The output should match the data below line for line.
▼▼▼
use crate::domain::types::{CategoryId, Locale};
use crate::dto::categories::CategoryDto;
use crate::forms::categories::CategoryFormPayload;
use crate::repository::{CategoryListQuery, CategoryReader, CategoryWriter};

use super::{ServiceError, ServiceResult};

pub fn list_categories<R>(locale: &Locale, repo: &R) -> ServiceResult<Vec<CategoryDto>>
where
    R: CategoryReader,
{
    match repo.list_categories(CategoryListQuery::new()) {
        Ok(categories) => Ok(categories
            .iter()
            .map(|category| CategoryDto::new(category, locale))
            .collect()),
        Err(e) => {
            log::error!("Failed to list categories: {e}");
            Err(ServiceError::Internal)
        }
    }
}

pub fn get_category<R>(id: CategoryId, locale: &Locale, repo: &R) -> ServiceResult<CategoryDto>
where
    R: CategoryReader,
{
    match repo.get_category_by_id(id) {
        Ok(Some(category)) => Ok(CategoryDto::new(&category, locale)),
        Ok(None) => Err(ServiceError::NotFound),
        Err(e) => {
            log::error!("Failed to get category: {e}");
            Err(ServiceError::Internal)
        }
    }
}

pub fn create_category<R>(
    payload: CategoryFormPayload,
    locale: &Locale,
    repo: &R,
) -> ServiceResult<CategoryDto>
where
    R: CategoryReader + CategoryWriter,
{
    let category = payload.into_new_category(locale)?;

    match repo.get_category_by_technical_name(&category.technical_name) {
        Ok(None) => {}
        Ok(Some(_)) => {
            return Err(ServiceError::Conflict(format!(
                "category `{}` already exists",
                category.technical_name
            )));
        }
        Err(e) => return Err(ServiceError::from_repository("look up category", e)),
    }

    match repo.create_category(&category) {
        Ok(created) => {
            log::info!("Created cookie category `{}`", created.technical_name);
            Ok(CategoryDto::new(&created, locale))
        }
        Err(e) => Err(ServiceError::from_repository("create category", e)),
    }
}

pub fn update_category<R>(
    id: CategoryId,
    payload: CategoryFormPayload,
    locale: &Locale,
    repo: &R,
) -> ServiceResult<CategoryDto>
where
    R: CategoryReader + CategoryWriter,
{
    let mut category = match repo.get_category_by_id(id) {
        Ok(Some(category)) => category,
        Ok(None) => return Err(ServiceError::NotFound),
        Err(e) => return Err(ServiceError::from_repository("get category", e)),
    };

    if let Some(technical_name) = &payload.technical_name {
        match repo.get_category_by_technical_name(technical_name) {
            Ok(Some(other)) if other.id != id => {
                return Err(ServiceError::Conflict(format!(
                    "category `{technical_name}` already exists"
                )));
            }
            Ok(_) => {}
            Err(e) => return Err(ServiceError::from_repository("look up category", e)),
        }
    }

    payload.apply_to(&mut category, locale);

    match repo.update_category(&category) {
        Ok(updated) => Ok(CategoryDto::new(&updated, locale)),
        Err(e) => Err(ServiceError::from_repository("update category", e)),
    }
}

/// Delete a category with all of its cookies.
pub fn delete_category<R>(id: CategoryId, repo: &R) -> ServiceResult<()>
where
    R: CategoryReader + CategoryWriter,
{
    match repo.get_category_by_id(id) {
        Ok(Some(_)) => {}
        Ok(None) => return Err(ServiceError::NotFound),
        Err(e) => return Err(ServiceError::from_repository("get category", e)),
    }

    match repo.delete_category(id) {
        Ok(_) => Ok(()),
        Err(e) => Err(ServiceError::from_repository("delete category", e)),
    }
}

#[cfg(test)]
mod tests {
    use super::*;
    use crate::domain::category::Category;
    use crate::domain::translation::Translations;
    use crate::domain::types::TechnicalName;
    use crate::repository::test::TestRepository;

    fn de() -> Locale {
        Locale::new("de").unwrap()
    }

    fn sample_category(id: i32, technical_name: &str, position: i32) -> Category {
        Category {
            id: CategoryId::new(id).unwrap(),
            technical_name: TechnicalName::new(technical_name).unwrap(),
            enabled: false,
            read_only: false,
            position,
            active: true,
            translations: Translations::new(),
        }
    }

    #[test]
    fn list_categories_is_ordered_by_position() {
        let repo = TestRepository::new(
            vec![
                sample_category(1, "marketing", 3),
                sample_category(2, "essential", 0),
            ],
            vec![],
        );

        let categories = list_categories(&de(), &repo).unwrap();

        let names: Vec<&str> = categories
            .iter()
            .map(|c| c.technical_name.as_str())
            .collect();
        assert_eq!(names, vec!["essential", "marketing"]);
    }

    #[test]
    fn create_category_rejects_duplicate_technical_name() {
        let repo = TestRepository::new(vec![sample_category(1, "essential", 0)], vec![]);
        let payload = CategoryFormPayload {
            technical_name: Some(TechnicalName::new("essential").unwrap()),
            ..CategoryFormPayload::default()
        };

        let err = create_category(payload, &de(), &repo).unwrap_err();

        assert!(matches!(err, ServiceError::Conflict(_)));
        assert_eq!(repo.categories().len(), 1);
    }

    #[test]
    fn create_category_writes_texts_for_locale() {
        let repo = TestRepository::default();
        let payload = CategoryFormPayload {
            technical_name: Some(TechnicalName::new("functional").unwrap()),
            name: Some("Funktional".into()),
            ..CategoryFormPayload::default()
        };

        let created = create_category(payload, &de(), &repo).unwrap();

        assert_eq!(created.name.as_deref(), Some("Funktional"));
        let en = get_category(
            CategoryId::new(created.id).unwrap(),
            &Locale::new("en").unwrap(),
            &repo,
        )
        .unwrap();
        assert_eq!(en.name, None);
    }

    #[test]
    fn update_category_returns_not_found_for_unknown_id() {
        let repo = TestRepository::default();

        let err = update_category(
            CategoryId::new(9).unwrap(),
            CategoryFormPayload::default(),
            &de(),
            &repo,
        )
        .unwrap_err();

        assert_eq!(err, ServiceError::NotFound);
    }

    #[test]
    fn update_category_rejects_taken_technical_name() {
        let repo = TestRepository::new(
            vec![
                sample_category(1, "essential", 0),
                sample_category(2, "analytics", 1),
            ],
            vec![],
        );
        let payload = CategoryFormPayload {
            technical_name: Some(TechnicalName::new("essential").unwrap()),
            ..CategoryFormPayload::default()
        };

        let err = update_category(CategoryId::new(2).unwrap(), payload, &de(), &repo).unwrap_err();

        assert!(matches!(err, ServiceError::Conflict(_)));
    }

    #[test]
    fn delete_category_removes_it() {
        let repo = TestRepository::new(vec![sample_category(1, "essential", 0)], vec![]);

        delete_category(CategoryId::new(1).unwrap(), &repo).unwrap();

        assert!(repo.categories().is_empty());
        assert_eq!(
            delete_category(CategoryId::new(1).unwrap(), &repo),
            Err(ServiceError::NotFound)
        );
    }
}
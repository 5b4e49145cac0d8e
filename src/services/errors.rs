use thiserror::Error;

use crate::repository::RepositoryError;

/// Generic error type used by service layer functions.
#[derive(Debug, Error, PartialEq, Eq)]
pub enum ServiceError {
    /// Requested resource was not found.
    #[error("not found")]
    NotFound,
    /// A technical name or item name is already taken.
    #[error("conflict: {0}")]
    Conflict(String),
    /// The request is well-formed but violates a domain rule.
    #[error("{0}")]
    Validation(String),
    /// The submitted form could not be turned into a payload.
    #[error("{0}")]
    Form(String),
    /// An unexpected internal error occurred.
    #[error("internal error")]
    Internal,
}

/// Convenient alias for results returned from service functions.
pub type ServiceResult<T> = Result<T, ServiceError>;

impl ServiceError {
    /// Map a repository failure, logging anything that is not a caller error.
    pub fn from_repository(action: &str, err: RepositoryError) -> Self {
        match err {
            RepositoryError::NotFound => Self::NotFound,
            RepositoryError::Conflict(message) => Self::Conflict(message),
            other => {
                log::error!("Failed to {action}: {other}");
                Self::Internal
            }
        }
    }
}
▲▲▲
**Problem solution:**
use crate::domain::types::{CategoryId, Locale};
use crate::dto::categories::CategoryDto;
use crate::forms::categories::CategoryFormPayload;
use crate::repository::{CategoryListQuery, CategoryReader, CategoryWriter};

use super::{ServiceError, ServiceResult};

pub fn list_categories<R>(locale: &Locale, repo: &R) -> ServiceResult<Vec<CategoryDto>>
where
    R: CategoryReader,
{
    match repo.list_categories(CategoryListQuery::new()) {
        Ok(categories) => Ok(categories
            .iter()
            .map(|category| CategoryDto::new(category, locale))
            .collect()),
        Err(e) => {
            log::error!("Failed to list categories: {e}");
            Err(ServiceError::Internal)
        }
    }
}

pub fn get_category<R>(id: CategoryId, locale: &Locale, repo: &R) -> ServiceResult<CategoryDto>
where
    R: CategoryReader,
{
    match repo.get_category_by_id(id) {
        Ok(Some(category)) => Ok(CategoryDto::new(&category, locale)),
        Ok(None) => Err(ServiceError::NotFound),
        Err(e) => {
            log::error!("Failed to get category: {e}");
            Err(ServiceError::Internal)
        }
    }
}

pub fn create_category<R>(
    payload: CategoryFormPayload,
    locale: &Locale,
    repo: &R,
) -> ServiceResult<CategoryDto>
where
    R: CategoryReader + CategoryWriter,
{
    let category = payload.into_new_category(locale)?;

    match repo.get_category_by_technical_name(&category.technical_name) {
        Ok(None) => {}
        Ok(Some(_)) => {
            return Err(ServiceError::Conflict(format!(
                "category `{}` already exists",
                category.technical_name
            )));
        }
        Err(e) => return Err(ServiceError::from_repository("look up category", e)),
    }

    match repo.create_category(&category) {
        Ok(created) => {
            log::info!("Created cookie category `{}`", created.technical_name);
            Ok(CategoryDto::new(&created, locale))
        }
        Err(e) => Err(ServiceError::from_repository("create category", e)),
    }
}

pub fn update_category<R>(
    id: CategoryId,
    payload: CategoryFormPayload,
    locale: &Locale,
    repo: &R,
) -> ServiceResult<CategoryDto>
where
    R: CategoryReader + CategoryWriter,
{
    let mut category = match repo.get_category_by_id(id) {
        Ok(Some(category)) => category,
        Ok(None) => return Err(ServiceError::NotFound),
        Err(e) => return Err(ServiceError::from_repository("get category", e)),
    };

    if let Some(technical_name) = &payload.technical_name {
        match repo.get_category_by_technical_name(technical_name) {
            Ok(Some(other)) if other.id != id => {
                return Err(ServiceError::Conflict(format!(
                    "category `{technical_name}` already exists"
                )));
            }
            Ok(_) => {}
            Err(e) => return Err(ServiceError::from_repository("look up category", e)),
        }
    }

    payload.apply_to(&mut category, locale);

    match repo.update_category(&category) {
        Ok(updated) => Ok(CategoryDto::new(&updated, locale)),
        Err(e) => Err(ServiceError::from_repository("update category", e)),
    }
}

/// Delete a category with all of its cookies.
pub fn delete_category<R>(id: CategoryId, repo: &R) -> ServiceResult<()>
where
    R: CategoryReader + CategoryWriter,
{
    match repo.get_category_by_id(id) {
        Ok(Some(_)) => {}
        Ok(None) => return Err(ServiceError::NotFound),
        Err(e) => return Err(ServiceError::from_repository("get category", e)),
    }

    match repo.delete_category(id) {
        Ok(_) => Ok(()),
        Err(e) => Err(ServiceError::from_repository("delete category", e)),
    }
}

#[cfg(test)]
mod tests {
    use super::*;
    use crate::domain::category::Category;
    use crate::domain::translation::Translations;
    use crate::domain::types::TechnicalName;
    use crate::repository::test::TestRepository;

    fn de() -> Locale {
        Locale::new("de").unwrap()
    }

    fn sample_category(id: i32, technical_name: &str, position: i32) -> Category {
        Category {
            id: CategoryId::new(id).unwrap(),
            technical_name: TechnicalName::new(technical_name).unwrap(),
            enabled: false,
            read_only: false,
            position,
            active: true,
            translations: Translations::new(),
        }
    }

    #[test]
    fn list_categories_is_ordered_by_position() {
        let repo = TestRepository::new(
            vec![
                sample_category(1, "marketing", 3),
                sample_category(2, "essential", 0),
            ],
            vec![],
        );

        let categories = list_categories(&de(), &repo).unwrap();

        let names: Vec<&str> = categories
            .iter()
            .map(|c| c.technical_name.as_str())
            .collect();
        assert_eq!(names, vec!["essential", "marketing"]);
    }

    #[test]
    fn create_category_rejects_duplicate_technical_name() {
        let repo = TestRepository::new(vec![sample_category(1, "essential", 0)], vec![]);
        let payload = CategoryFormPayload {
            technical_name: Some(TechnicalName::new("essential").unwrap()),
            ..CategoryFormPayload::default()
        };

        let err = create_category(payload, &de(), &repo).unwrap_err();

        assert!(matches!(err, ServiceError::Conflict(_)));
        assert_eq!(repo.categories().len(), 1);
    }

    #[test]
    fn create_category_writes_texts_for_locale() {
        let repo = TestRepository::default();
        let payload = CategoryFormPayload {
            technical_name: Some(TechnicalName::new("functional").unwrap()),
            name: Some("Funktional".into()),
            ..CategoryFormPayload::default()
        };

        let created = create_category(payload, &de(), &repo).unwrap();

        assert_eq!(created.name.as_deref(), Some("Funktional"));
        let en = get_category(
            CategoryId::new(created.id).unwrap(),
            &Locale::new("en").unwrap(),
            &repo,
        )
        .unwrap();
        assert_eq!(en.name, None);
    }

    #[test]
    fn update_category_returns_not_found_for_unknown_id() {
        let repo = TestRepository::default();

        let err = update_category(
            CategoryId::new(9).unwrap(),
            CategoryFormPayload::default(),
            &de(),
            &repo,
        )
        .unwrap_err();

        assert_eq!(err, ServiceError::NotFound);
    }

    #[test]
    fn update_category_rejects_taken_technical_name() {
        let repo = TestRepository::new(
            vec![
                sample_category(1, "essential", 0),
                sample_category(2, "analytics", 1),
            ],
            vec![],
        );
        let payload = CategoryFormPayload {
            technical_name: Some(TechnicalName::new("essential").unwrap()),
            ..CategoryFormPayload::default()
        };

        let err = update_category(CategoryId::new(2).unwrap(), payload, &de(), &repo).unwrap_err();

        assert!(matches!(err, ServiceError::Conflict(_)));
    }

    #[test]
    fn delete_category_removes_it() {
        let repo = TestRepository::new(vec![sample_category(1, "essential", 0)], vec![]);

        delete_category(CategoryId::new(1).unwrap(), &repo).unwrap();

        assert!(repo.categories().is_empty());
        assert_eq!(
            delete_category(CategoryId::new(1).unwrap(), &repo),
            Err(ServiceError::NotFound)
        );
    }
}
repository 5b4e49145cac0d8e
filename src/services/errors.rs
use thiserror::Error;

use crate::repository::RepositoryError;

/// Generic error type used by service layer functions.
#[derive(Debug, Error, PartialEq, Eq)]
pub enum ServiceError {
    /// Requested resource was not found.
    #[error("not found")]
    NotFound,
    /// A technical name or item name is already taken.
    #[error("conflict: {0}")]
    Conflict(String),
    /// The request is well-formed but violates a domain rule.
    #[error("{0}")]
    Validation(String),
    /// The submitted form could not be turned into a payload.
    #[error("{0}")]
    Form(String),
    /// An unexpected internal error occurred.
    #[error("internal error")]
    Internal,
}

/// Convenient alias for results returned from service functions.
pub type ServiceResult<T> = Result<T, ServiceError>;

impl ServiceError {
    /// Map a repository failure, logging anything that is not a caller error.
    pub fn from_repository(action: &str, err: RepositoryError) -> Self {
        match err {
            RepositoryError::NotFound => Self::NotFound,
            RepositoryError::Conflict(message) => Self::Conflict(message),
            other => {
                log::error!("Failed to {action}: {other}");
                Self::Internal
            }
        }
    }
}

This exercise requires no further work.